The elections that were supposed to come and go in March (the primary) and May (the runoff) — elections delayed by redistricting litigation and stretched out by new federal laws that add days to the stretch between the first and second rounds — are coming to an end on Tuesday.
More than six dozen candidates for state office who expected to be doing something else with the middle of their summer have almost reached the end of the primary marathon. Many are running in contests in which the general election won’t be competitive, either because the other major party doesn’t have a candidate or because their districts were designed to elect only one party’s nominees.
It has been a slog. The regular election cycle goes like this: Chatter starts on the political grapevines sometime in September or October with talk of who’s running and so on. After Thanksgiving, candidates file and call people who might help them with money or other support. There’s a holiday break in December, and the campaigns get going in earnest — in a sprint, really — in advance of early voting that starts in February and culminates with an early March primary.
Squint at that calendar and you can see how the business has to work: this much time to raise money, this much time to knock on doors, this much time you want your campaign on TV and so on.
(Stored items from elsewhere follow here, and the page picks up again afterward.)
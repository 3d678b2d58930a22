// clipserver (video upload, subtitle preparation, and clip search service)

use chrono::Utc;
use serde::Serialize;
use serde_json::Value;
use std::collections::HashMap;
use std::sync::RwLock;

#[derive(Debug, Clone, Copy, PartialEq, Eq, Serialize)]
#[serde(rename_all = "snake_case")]
pub enum JobState {
    Running,
    Completed,
    Failed,
    NotFound,
}

#[derive(Debug, Clone, Serialize)]
pub struct JobStatus {
    pub status: JobState,
    #[serde(skip_serializing_if = "Option::is_none")]
    pub created_at: Option<String>,
    #[serde(skip_serializing_if = "Option::is_none")]
    pub completed_at: Option<String>,
    #[serde(skip_serializing_if = "Option::is_none")]
    pub result: Option<Value>,
    #[serde(skip_serializing_if = "Option::is_none")]
    pub error: Option<String>,
}

/// In-process registry of background preparation jobs. Telemetry only;
/// durable state lives in the subtitle_processing table.
#[derive(Default)]
pub struct JobTracker {
    jobs: RwLock<HashMap<String, JobStatus>>,
}

impl JobTracker {
    pub fn new() -> Self {
        Self::default()
    }

    pub fn task_id(video_id: &str) -> String {
        format!("prepare_{}", video_id)
    }

    pub fn start(&self, task_id: &str) {
        let mut jobs = self.jobs.write().unwrap_or_else(|e| e.into_inner());
        jobs.insert(
            task_id.to_string(),
            JobStatus {
                status: JobState::Running,
                created_at: Some(now_stamp()),
                completed_at: None,
                result: None,
                error: None,
            },
        );
    }

    pub fn complete(&self, task_id: &str, result: Value) {
        self.finish(task_id, JobState::Completed, Some(result), None);
    }

    pub fn fail(&self, task_id: &str, error: String) {
        self.finish(task_id, JobState::Failed, None, Some(error));
    }

    // A job transitions out of Running exactly once; later calls are ignored.
    fn finish(&self, task_id: &str, state: JobState, result: Option<Value>, error: Option<String>) {
        let mut jobs = self.jobs.write().unwrap_or_else(|e| e.into_inner());
        if let Some(entry) = jobs.get_mut(task_id) {
            if entry.status != JobState::Running {
                return;
            }
            entry.status = state;
            entry.completed_at = Some(now_stamp());
            entry.result = result;
            entry.error = error;
        }
    }

    pub fn status(&self, task_id: &str) -> JobStatus {
        let jobs = self.jobs.read().unwrap_or_else(|e| e.into_inner());
        jobs.get(task_id).cloned().unwrap_or(JobStatus {
            status: JobState::NotFound,
            created_at: None,
            completed_at: None,
            result: None,
            error: None,
        })
    }
}

fn now_stamp() -> String {
    Utc::now().format("%Y-%m-%dT%H:%M:%S").to_string()
}
// clipserver (video upload, subtitle preparation, and clip search service)

use std::path::PathBuf;
use thiserror::Error;

/// Error taxonomy shared by every component. The HTTP adapter maps these
/// kinds to status codes; everything that is not bad input or a missing
/// resource surfaces as a server-side failure.
#[derive(Debug, Error)]
pub enum ClipError {
    #[error("{0}")]
    Validation(String),

    #[error("file does not exist: {}", .0.display())]
    FileMissing(PathBuf),

    #[error("unsupported format: {0}")]
    UnsupportedFormat(String),

    #[error("{tool} is not installed or not on PATH")]
    ToolMissing { tool: String },

    #[error("{tool} failed with exit code {exit_code:?}: {stderr}")]
    ToolFailed {
        tool: String,
        exit_code: Option<i32>,
        stderr: String,
    },

    #[error("malformed tool output: {0}")]
    MalformedOutput(String),

    #[error("could not decode transcript: {0}")]
    Decode(String),

    #[error("no transcript available: {0}")]
    NoTranscript(String),

    #[error("persistence error: {0}")]
    Persistence(String),

    #[error("not found: {0}")]
    NotFound(String),

    // Reserved for future concurrent-mutation surfaces.
    #[error("conflict: {0}")]
    #[allow(dead_code)]
    Conflict(String),
}

impl ClipError {
    pub fn tool_missing(tool: impl Into<String>) -> Self {
        Self::ToolMissing { tool: tool.into() }
    }

    pub fn tool_failed(
        tool: impl Into<String>,
        exit_code: Option<i32>,
        stderr: impl Into<String>,
    ) -> Self {
        Self::ToolFailed {
            tool: tool.into(),
            exit_code,
            stderr: stderr.into(),
        }
    }
}

impl From<rusqlite::Error> for ClipError {
    fn from(err: rusqlite::Error) -> Self {
        Self::Persistence(err.to_string())
    }
}

impl From<std::io::Error> for ClipError {
    fn from(err: std::io::Error) -> Self {
        Self::Persistence(err.to_string())
    }
}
That’s how everyone started the year. Redistricting took a funny bounce, though, eventually delaying the March elections until May 29, and the runoffs from May 22 to July 31.
Anyone who planned on the first calendar winced at the second. What began as a sprint became a distance race. A year with a 10-week primary, followed by an 11-week runoff and then five months to prepare for and run in a general election turned into something else — a five-month primary, a nine-week runoff and then only three months for the general election.
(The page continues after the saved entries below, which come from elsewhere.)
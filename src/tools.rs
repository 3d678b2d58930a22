// clipserver (video upload, subtitle preparation, and clip search service)

use crate::error::ClipError;
use std::path::{Path, PathBuf};
use tokio::process::Command;

#[derive(Debug, Clone)]
pub struct ToolOutput {
    pub exit_code: i32,
    pub stdout: String,
    pub stderr: String,
}

/// Runs an external media tool with a discrete argument vector. Arguments
/// are never passed through a shell, so filenames cannot inject options.
pub async fn run_tool(tool: &str, args: &[String]) -> Result<ToolOutput, ClipError> {
    tracing::debug!(tool, ?args, "invoking external tool");

    let output = Command::new(tool).args(args).output().await.map_err(|e| {
        if e.kind() == std::io::ErrorKind::NotFound {
            ClipError::tool_missing(tool)
        } else {
            ClipError::Persistence(format!("failed to spawn {}: {}", tool, e))
        }
    })?;

    let stdout = String::from_utf8_lossy(&output.stdout).into_owned();
    let stderr = String::from_utf8_lossy(&output.stderr).into_owned();

    if !output.status.success() {
        return Err(ClipError::tool_failed(tool, output.status.code(), stderr));
    }

    Ok(ToolOutput {
        exit_code: output.status.code().unwrap_or(0),
        stdout,
        stderr,
    })
}

pub fn find_in_path(tool: &str) -> Option<PathBuf> {
    which::which(tool).ok()
}

/// One-shot availability probe (`<tool> -version` or `<tool> --help`).
pub async fn is_installed(tool: &str, probe_arg: &str) -> bool {
    if !Path::new(tool).exists() && find_in_path(tool).is_none() {
        return false;
    }
    match run_tool(tool, &[probe_arg.to_string()]).await {
        Ok(_) => true,
        Err(ClipError::ToolMissing { .. }) => false,
        // A non-zero exit still proves the binary exists.
        Err(_) => true,
    }
}

#[cfg(test)]
mod tests {
    use super::*;

    #[tokio::test]
    async fn test_run_tool_missing_binary() {
        let result = run_tool("definitely-not-a-real-tool-9f2c", &[]).await;
        match result {
            Err(ClipError::ToolMissing { tool }) => {
                assert_eq!(tool, "definitely-not-a-real-tool-9f2c");
            }
            other => panic!("expected ToolMissing, got {:?}", other),
        }
    }

    #[tokio::test]
    async fn test_run_tool_captures_output() {
        // `sh -c` here is the test driving a known shell, not the runner
        // interpolating anything.
        let args = vec!["-c".to_string(), "echo out; echo err >&2".to_string()];
        let output = run_tool("sh", &args).await.unwrap();
        assert_eq!(output.exit_code, 0);
        assert_eq!(output.stdout.trim(), "out");
        assert_eq!(output.stderr.trim(), "err");
    }

    #[tokio::test]
    async fn test_run_tool_nonzero_exit() {
        let args = vec!["-c".to_string(), "echo boom >&2; exit 3".to_string()];
        match run_tool("sh", &args).await {
            Err(ClipError::ToolFailed {
                tool,
                exit_code,
                stderr,
            }) => {
                assert_eq!(tool, "sh");
                assert_eq!(exit_code, Some(3));
                assert!(stderr.contains("boom"));
            }
            other => panic!("expected ToolFailed, got {:?}", other),
        }
    }

    #[tokio::test]
    async fn test_is_installed_missing() {
        assert!(!is_installed("definitely-not-a-real-tool-9f2c", "-version").await);
    }
}
//! Default security response headers

use axum::{
	http::header::{HeaderName, HeaderValue},
	Router,
};
use tower_http::set_header::SetResponseHeaderLayer;

/// JSON-only API: nothing may be framed, sniffed or cached
const SECURITY_HEADERS: &[(&str, &str)] = &[
	("strict-transport-security", "max-age=31536000; includeSubDomains"),
	("x-content-type-options", "nosniff"),
	("x-frame-options", "DENY"),
	("referrer-policy", "no-referrer"),
	("content-security-policy", "default-src 'none'; frame-ancestors 'none'"),
	("cache-control", "no-store"),
];

/// Add [`SECURITY_HEADERS`] to every response that does not already set them
pub fn add_security_headers<S>(router: Router<S>) -> Router<S>
where
	S: Clone + Send + Sync + 'static,
{
	SECURITY_HEADERS.iter().fold(router, |router, (name, value)| {
		router.layer(SetResponseHeaderLayer::if_not_present(
			HeaderName::from_static(*name),
			HeaderValue::from_static(*value),
		))
	})
}
//! Kite Service
//!
//! Route acquisition, the vault-deposit decision, deposit calldata, execution
//! progress, balances and ENS profiles.

pub mod balance;
pub mod calldata;
pub mod execution;
pub mod fetcher;
pub mod profile;
pub mod route;
pub mod vault;

pub use balance::BalanceService;
pub use calldata::{build_contract_call, encode_safe_deposit_for, DEPOSIT_GAS_LIMIT};
pub use execution::{ExecutionReport, ExecutionService, Recipient};
pub use fetcher::{FetchOutcome, RouteFetcher, RouteState, DEFAULT_DEBOUNCE};
pub use profile::{ProfileService, ENS_CHAIN_ID};
pub use route::RouteService;
pub use vault::{
	deposit_banner, resolve_destination_chain, should_use_vault_composer, DepositBanner,
	KnownVault, VaultRegistry,
};
//! Transaction history entries

use chrono::{DateTime, Utc};
use serde::{Deserialize, Serialize};
use uuid::Uuid;

use crate::execution::TransactionHashes;
use crate::models::TokenAmount;
use crate::routes::Route;

/// Key under which the history list is persisted
pub const HISTORY_STORAGE_KEY: &str = "kite_transaction_history";
/// Maximum number of entries kept
pub const MAX_HISTORY_ENTRIES: usize = 50;

#[derive(Debug, Clone, Copy, PartialEq, Eq, Serialize, Deserialize)]
#[serde(rename_all = "lowercase")]
pub enum HistoryStatus {
	Pending,
	Completed,
	Failed,
}

/// One deposit as shown in the history list
#[derive(Debug, Clone, PartialEq, Serialize, Deserialize)]
#[serde(rename_all = "camelCase")]
pub struct HistoryEntry {
	pub id: String,
	pub timestamp: DateTime<Utc>,
	#[serde(default, skip_serializing_if = "Option::is_none")]
	pub ens_name: Option<String>,
	pub recipient: String,
	pub from_chain_id: u64,
	pub to_chain_id: u64,
	pub from_token_symbol: String,
	pub to_token_symbol: String,
	pub from_amount: TokenAmount,
	pub to_amount: TokenAmount,
	pub status: HistoryStatus,
	#[serde(default)]
	pub hashes: TransactionHashes,
	#[serde(default)]
	pub used_vault: bool,
	#[serde(default, skip_serializing_if = "Option::is_none")]
	pub error: Option<String>,
}

impl HistoryEntry {
	/// New pending entry for a route about to be executed
	pub fn pending(route: &Route, recipient: &str, ens_name: Option<String>) -> Self {
		Self {
			id: Uuid::new_v4().to_string(),
			timestamp: Utc::now(),
			ens_name,
			recipient: recipient.to_string(),
			from_chain_id: route.from_chain_id,
			to_chain_id: route.to_chain_id,
			from_token_symbol: route.from_token.symbol.clone(),
			to_token_symbol: route.to_token.symbol.clone(),
			from_amount: route.from_amount.clone(),
			to_amount: route.to_amount.clone(),
			status: HistoryStatus::Pending,
			hashes: TransactionHashes::default(),
			used_vault: route.ends_with_contract_call(),
			error: None,
		}
	}
}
The delay gave oxygen to candidates like Ted Cruz and stole momentum from others, like David Dewhurst, who had a big advantage going into what was supposed to be a quick primary at the beginning of the year. That race — the Republican primary for U.S. Senate — became a toss-up worthy of national attention instead of a more provincial race between a sitting lieutenant governor and a pack of relative pipsqueaks.
That story repeats as you work through the other three-dozen races on the primary ballots. Everyone is exhausted. They’re out of money. The outcomes of the elections and the political fortunes of the candidates aren’t necessarily what everyone expected last November and December — back when the political players were ramping up for the elections.
Much is at stake, but you can’t tell that from looking at the voters. Turnout was better than expected and still disappointingly low in the first round, when 11.7 percent of those who are of voting age cast ballots. Runoffs ordinarily draw less than half as many voters as the elections they follow.
Most Texans aren’t engaged, either because they have more pressing things to do, or because they’ve tuned out of politics or because the campaigns and candidates aren’t talking about things that matter to them. Whatever the reason, the primary was a niche election of interest to only one voter in nine.
What might have been? In March, the Republican presidential nomination was still in play and the opinions of Texas Republicans would have been consequential in a national race. That’s not the case in general elections, and it’s not usually the case in primaries, which tend to settle before they reach us. But the 2008 Democratic contest made it to Texas and increased turnout in both primaries — voters do love a noisy competition — and the combined primary turnout that year was 23.9 percent.
Texas might have changed the outcome in the presidential race. The results in any number of state races might have been different. More people would have voted.
The campaigns and candidates are pooped, but they volunteered for this. Voters didn’t, and most have apparently moved on, handing their choices to the tiny part of the public that will vote no matter when you hold an election — even at the end of July.